Examples of current impactful projects pursued by students and in collaboration with stake-holders include:

- Using machine learning techniques to develop automated assessment of psoriatic arthritis from hand X-Rays, freeing up consultants' time (with the NHS).

- Uncertainty quantification for the Neutron Transport Equation improving nuclear reactor safety (co-funded by Wood).

- Optimising the resilience and self-configuration of communication networks with the help of random graph colouring problems (co-funded by BT).

- Risk quantification of failure cascades on oil platforms by using Bayesian networks to improve safety assessment for certification (co-funded by DNV-GL).

- Krylov regularisation in a Bayesian framework for low-resolution Nuclear Magnetic Resonance to assess properties of porous media for real-time exploration (co-funded by Schlumberger).

- Machine learning methods to untangle oceanographic sound data for a variety of goals in including the protection of wildlife in shipping lanes (with the Department of Physics).

Future committed partners for SAMBa 2.0 are: BT, Syngenta, Schlumberger, DNV GL, Wood, ONS, AstraZeneca, Roche, Diamond Light Source, GKN, NHS, NPL, Environment Agency, Novartis, Cytel, Mango, Moogsoft, Willis Towers Watson.

SAMBa's core mission is to train the next generation of academic and industrial researchers with the breadth and depth of skills necessary to address these challenges.
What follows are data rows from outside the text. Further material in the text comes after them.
//! Integration tests for the sqlprobe CLI
//!
//! These run the actual binary against tempdir fixtures to verify:
//! - Scanning produces findings with the documented JSON shape
//! - Exit-code policy (--fail-on-findings)
//! - Probing an unreachable host degrades to an empty report
//! - Probing a live (stub) endpoint reports parameter/payload/status
//! - remediate / fix / predict output contracts

use std::io::{Read, Write};
use std::net::TcpListener;
use std::process::Command;
use tempfile::TempDir;

fn binary_path() -> &'static str {
    env!("CARGO_BIN_EXE_sqlprobe")
}

/// Run sqlprobe with args and return (stdout, stderr, exit_code)
fn run_sqlprobe(args: &[&str]) -> (String, String, i32) {
    let output = Command::new(binary_path())
        .args(args)
        .output()
        .expect("Failed to execute sqlprobe binary");

    let stdout = String::from_utf8_lossy(&output.stdout).to_string();
    let stderr = String::from_utf8_lossy(&output.stderr).to_string();
    let exit_code = output.status.code().unwrap_or(-1);

    (stdout, stderr, exit_code)
}

/// A workspace with one vulnerable and one clean Python file
fn create_test_workspace() -> TempDir {
    let dir = tempfile::tempdir().expect("Failed to create temp dir");
    std::fs::write(
        dir.path().join("vulnerable.py"),
        r#"cursor.execute("SELECT * FROM users WHERE id=" + user_id)"#,
    )
    .expect("write fixture");
    std::fs::write(dir.path().join("clean.py"), "def add(a, b):\n    return a + b\n")
        .expect("write fixture");
    dir
}

fn parse_findings(stdout: &str) -> Vec<serde_json::Value> {
    let parsed: serde_json::Value =
        serde_json::from_str(stdout).unwrap_or_else(|e| panic!("invalid JSON ({}): {}", e, stdout));
    parsed.as_array().expect("findings array").clone()
}

// ============================================================================
// scan
// ============================================================================

#[test]
fn test_scan_reports_vulnerable_file_only() {
    let workspace = create_test_workspace();

    let (stdout, stderr, exit_code) =
        run_sqlprobe(&["scan", workspace.path().to_str().unwrap()]);
    assert_eq!(exit_code, 0, "stderr: {}", stderr);

    let findings = parse_findings(&stdout);
    assert_eq!(findings.len(), 1, "only the vulnerable file should match");

    let finding = &findings[0];
    assert_eq!(finding["type"], "SQL_INJECTION");
    assert_eq!(finding["description"], "String concatenation in execute");
    assert_eq!(finding["line"], 1);
    assert!(finding["file"]
        .as_str()
        .expect("file field")
        .ends_with("vulnerable.py"));
    assert!(finding["code"].as_str().expect("code field").contains("execute"));
}

#[test]
fn test_scan_fail_on_findings_exit_codes() {
    let workspace = create_test_workspace();

    let (_, _, exit_code) = run_sqlprobe(&[
        "scan",
        workspace.path().to_str().unwrap(),
        "--fail-on-findings",
    ]);
    assert_eq!(exit_code, 1, "findings + flag should exit 1");

    // Without the flag, findings exit 0.
    let (_, _, exit_code) = run_sqlprobe(&["scan", workspace.path().to_str().unwrap()]);
    assert_eq!(exit_code, 0);

    // Clean tree + flag exits 0.
    let clean = tempfile::tempdir().unwrap();
    std::fs::write(clean.path().join("ok.py"), "x = 1\n").unwrap();
    let (stdout, _, exit_code) = run_sqlprobe(&[
        "scan",
        clean.path().to_str().unwrap(),
        "--fail-on-findings",
    ]);
    assert_eq!(exit_code, 0);
    assert!(parse_findings(&stdout).is_empty());
}

#[test]
fn test_scan_nonexistent_path_is_empty() {
    let (stdout, _, exit_code) = run_sqlprobe(&["scan", "/no/such/path/anywhere"]);
    assert_eq!(exit_code, 0);
    assert!(parse_findings(&stdout).is_empty());
}

#[test]
fn test_scan_writes_output_file() {
    let workspace = create_test_workspace();
    let report_path = workspace.path().join("report.json");

    let (stdout, stderr, exit_code) = run_sqlprobe(&[
        "scan",
        workspace.path().to_str().unwrap(),
        "-o",
        report_path.to_str().unwrap(),
    ]);
    assert_eq!(exit_code, 0);
    assert!(stdout.trim().is_empty(), "report goes to the file");
    assert!(stderr.contains("Wrote 1 findings"));

    let content = std::fs::read_to_string(&report_path).expect("report file");
    assert_eq!(parse_findings(&content).len(), 1);
}

#[test]
fn test_scan_respects_extension_flag() {
    let workspace = create_test_workspace();
    // Same vulnerable line, but in an extension outside the scan list.
    std::fs::write(
        workspace.path().join("other.rb"),
        r#"cursor.execute("SELECT * FROM users WHERE id=" + user_id)"#,
    )
    .unwrap();

    let (stdout, _, _) = run_sqlprobe(&[
        "scan",
        workspace.path().to_str().unwrap(),
        "--extensions",
        "rb",
    ]);
    let findings = parse_findings(&stdout);
    assert_eq!(findings.len(), 1);
    assert!(findings[0]["file"].as_str().unwrap().ends_with("other.rb"));
}

#[test]
fn test_scan_text_format() {
    let workspace = create_test_workspace();
    let (stdout, _, exit_code) = run_sqlprobe(&[
        "scan",
        workspace.path().to_str().unwrap(),
        "--format",
        "text",
    ]);
    assert_eq!(exit_code, 0);
    assert!(stdout.contains("String concatenation in execute"));
    assert!(stdout.contains("vulnerable.py"));
}

// ============================================================================
// probe
// ============================================================================

#[test]
fn test_probe_unreachable_host_is_empty() {
    // Grab a port with nothing listening.
    let port = {
        let listener = TcpListener::bind("127.0.0.1:0").unwrap();
        listener.local_addr().unwrap().port()
    };
    let url = format!("http://127.0.0.1:{}/login", port);

    let (stdout, stderr, exit_code) = run_sqlprobe(&[
        "probe",
        &url,
        "--param",
        "id=1",
        "--timeout",
        "2",
    ]);
    assert_eq!(exit_code, 0, "stderr: {}", stderr);
    assert!(parse_findings(&stdout).is_empty());
}

/// Minimal HTTP stub answering `count` requests with the given body.
fn spawn_stub_server(body: &'static str, count: usize) -> u16 {
    let listener = TcpListener::bind("127.0.0.1:0").unwrap();
    let port = listener.local_addr().unwrap().port();
    std::thread::spawn(move || {
        for _ in 0..count {
            let Ok((mut stream, _)) = listener.accept() else {
                return;
            };
            let mut buf = Vec::new();
            let mut chunk = [0u8; 1024];
            let mut content_length = 0usize;
            let mut head_end = None;
            while head_end.is_none() {
                let Ok(n) = stream.read(&mut chunk) else { return };
                if n == 0 {
                    break;
                }
                buf.extend_from_slice(&chunk[..n]);
                if let Some(pos) = buf.windows(4).position(|w| w == b"\r\n\r\n") {
                    head_end = Some(pos + 4);
                    let head = String::from_utf8_lossy(&buf[..pos]);
                    for line in head.lines() {
                        if let Some(value) = line
                            .to_ascii_lowercase()
                            .strip_prefix("content-length:")
                            .map(|v| v.trim().to_string())
                        {
                            content_length = value.parse().unwrap_or(0);
                        }
                    }
                }
            }
            if let Some(end) = head_end {
                while buf.len() < end + content_length {
                    let Ok(n) = stream.read(&mut chunk) else { break };
                    if n == 0 {
                        break;
                    }
                    buf.extend_from_slice(&chunk[..n]);
                }
            }
            let response = format!(
                "HTTP/1.1 200 OK\r\nContent-Type: text/html\r\nContent-Length: {}\r\nConnection: close\r\n\r\n{}",
                body.len(),
                body
            );
            let _ = stream.write_all(response.as_bytes());
        }
    });
    port
}

#[test]
fn test_probe_reports_leaked_database_error() {
    let body = "<html>You have an error in your SQL syntax near ''1'='1'</html>";
    let port = spawn_stub_server(body, 8); // 1 param x 8 payloads
    let url = format!("http://127.0.0.1:{}/search", port);

    let (stdout, stderr, exit_code) =
        run_sqlprobe(&["probe", &url, "--param", "id=1", "--fail-on-findings"]);
    assert_eq!(exit_code, 1, "stderr: {}", stderr);

    let findings = parse_findings(&stdout);
    assert_eq!(findings.len(), 8);
    let first = &findings[0];
    assert_eq!(first["type"], "SQL_INJECTION");
    assert_eq!(first["parameter"], "id");
    assert_eq!(first["payload"], "' OR '1'='1");
    assert_eq!(first["status_code"], 200);
    assert!(first["endpoint"].as_str().unwrap().ends_with("/search"));
}

// ============================================================================
// remediate / fix / predict
// ============================================================================

#[test]
fn test_remediate_known_pair() {
    let (stdout, _, exit_code) = run_sqlprobe(&["remediate", "SQL_INJECTION", "python"]);
    assert_eq!(exit_code, 0);
    let parsed: serde_json::Value = serde_json::from_str(&stdout).expect("valid JSON");
    assert_eq!(parsed["solution"], "Use parameterized queries");
    assert!(parsed["libraries"].as_array().unwrap().len() > 1);
}

#[test]
fn test_remediate_unknown_pair_prints_empty_object() {
    let (stdout, _, exit_code) = run_sqlprobe(&["remediate", "SQL_INJECTION", "cobol"]);
    assert_eq!(exit_code, 0);
    assert_eq!(stdout.trim(), "{}");
}

#[test]
fn test_remediate_unknown_type_fails() {
    let (_, _, exit_code) = run_sqlprobe(&["remediate", "CSRF", "python"]);
    assert_ne!(exit_code, 0);
}

#[test]
fn test_fix_rewrites_python_concat() {
    let dir = tempfile::tempdir().unwrap();
    let file = dir.path().join("db.py");
    std::fs::write(
        &file,
        r#"cursor.execute("SELECT * FROM users WHERE id = " + user_id)"#,
    )
    .unwrap();

    let (stdout, _, exit_code) = run_sqlprobe(&["fix", file.to_str().unwrap(), "python"]);
    assert_eq!(exit_code, 0);
    assert!(stdout.contains(r#"%s", (user_id,)"#), "got: {}", stdout);
}

#[test]
fn test_predict_outputs_risk_report() {
    let workspace = create_test_workspace();
    let (stdout, _, exit_code) =
        run_sqlprobe(&["predict", workspace.path().to_str().unwrap()]);
    assert_eq!(exit_code, 0);
    let parsed: serde_json::Value = serde_json::from_str(&stdout).expect("valid JSON");
    assert!(parsed["sql_injection_risk"].is_number());
    assert!(parsed["xss_risk"].is_number());
    assert!(parsed["recommended_fixes"].as_array().unwrap().len() >= 1);
    assert!(parsed["features"]["code_complexity"].is_number());
}

// ============================================================================
// custom corpus
// ============================================================================

#[test]
fn test_scan_with_custom_rules_file() {
    let workspace = create_test_workspace();
    std::fs::write(
        workspace.path().join("gets.py"),
        "value = gets_user_input()\n",
    )
    .unwrap();

    let rules = workspace.path().join("corpus.toml");
    std::fs::write(
        &rules,
        r#"
[[patterns]]
regex = "gets_user_input"
description = "Custom tainted source"
category = "COMMAND_INJECTION"
"#,
    )
    .unwrap();

    let (stdout, stderr, exit_code) = run_sqlprobe(&[
        "scan",
        workspace.path().to_str().unwrap(),
        "--rules",
        rules.to_str().unwrap(),
    ]);
    assert_eq!(exit_code, 0, "stderr: {}", stderr);

    // The custom corpus replaces the built-ins: only the custom rule fires.
    let findings = parse_findings(&stdout);
    assert_eq!(findings.len(), 1);
    assert_eq!(findings[0]["type"], "COMMAND_INJECTION");
    assert_eq!(findings[0]["description"], "Custom tainted source");
}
SAMBa's most sustained impact will be through the contributions these researchers make over the longer term of their careers. To set the students up with the skills needed to maximise this impact, SAMBa has developed a bespoke training experience in collaboration with industry, at the heart of its activities. Integrative Think Tanks (ITTs) are week-long workshops in which industrial partners present high-level research challenges to students and academics. All participants work collaboratively to formulate mathematical
models and questions that address the challenges. These outputs are meaningful both to the non-academic partner, and as a mechanism for identifying mathematical topics which are suitable for PhD research. Through the co-ownership of collaboratively developed projects, SAMBa has the capacity to lead industry in capitalising on recent advances in mathematics. ITTs occur twice a year and excel in the process of problem distillation and formulation, resulting in an exemplary environment for developing impactful projects.

SAMBa's impact on the student experience will be profound, with training in a broad range of mathematical areas, in team working, in academic-industrial collaborations, and in developing skills in communicating with specialist and generalist audiences about their research. Experience with current SAMBa students has proven that these skills are highly prized: "The SAMBa approach was a great template for setting up a productive, creative and collaborative atmosphere. The commitment of the students in getting involved with unfamiliar areas of research and applying their experience towards producing solutions was very impressive." - Dr Mike Marsh, Space weather researcher, Met Office.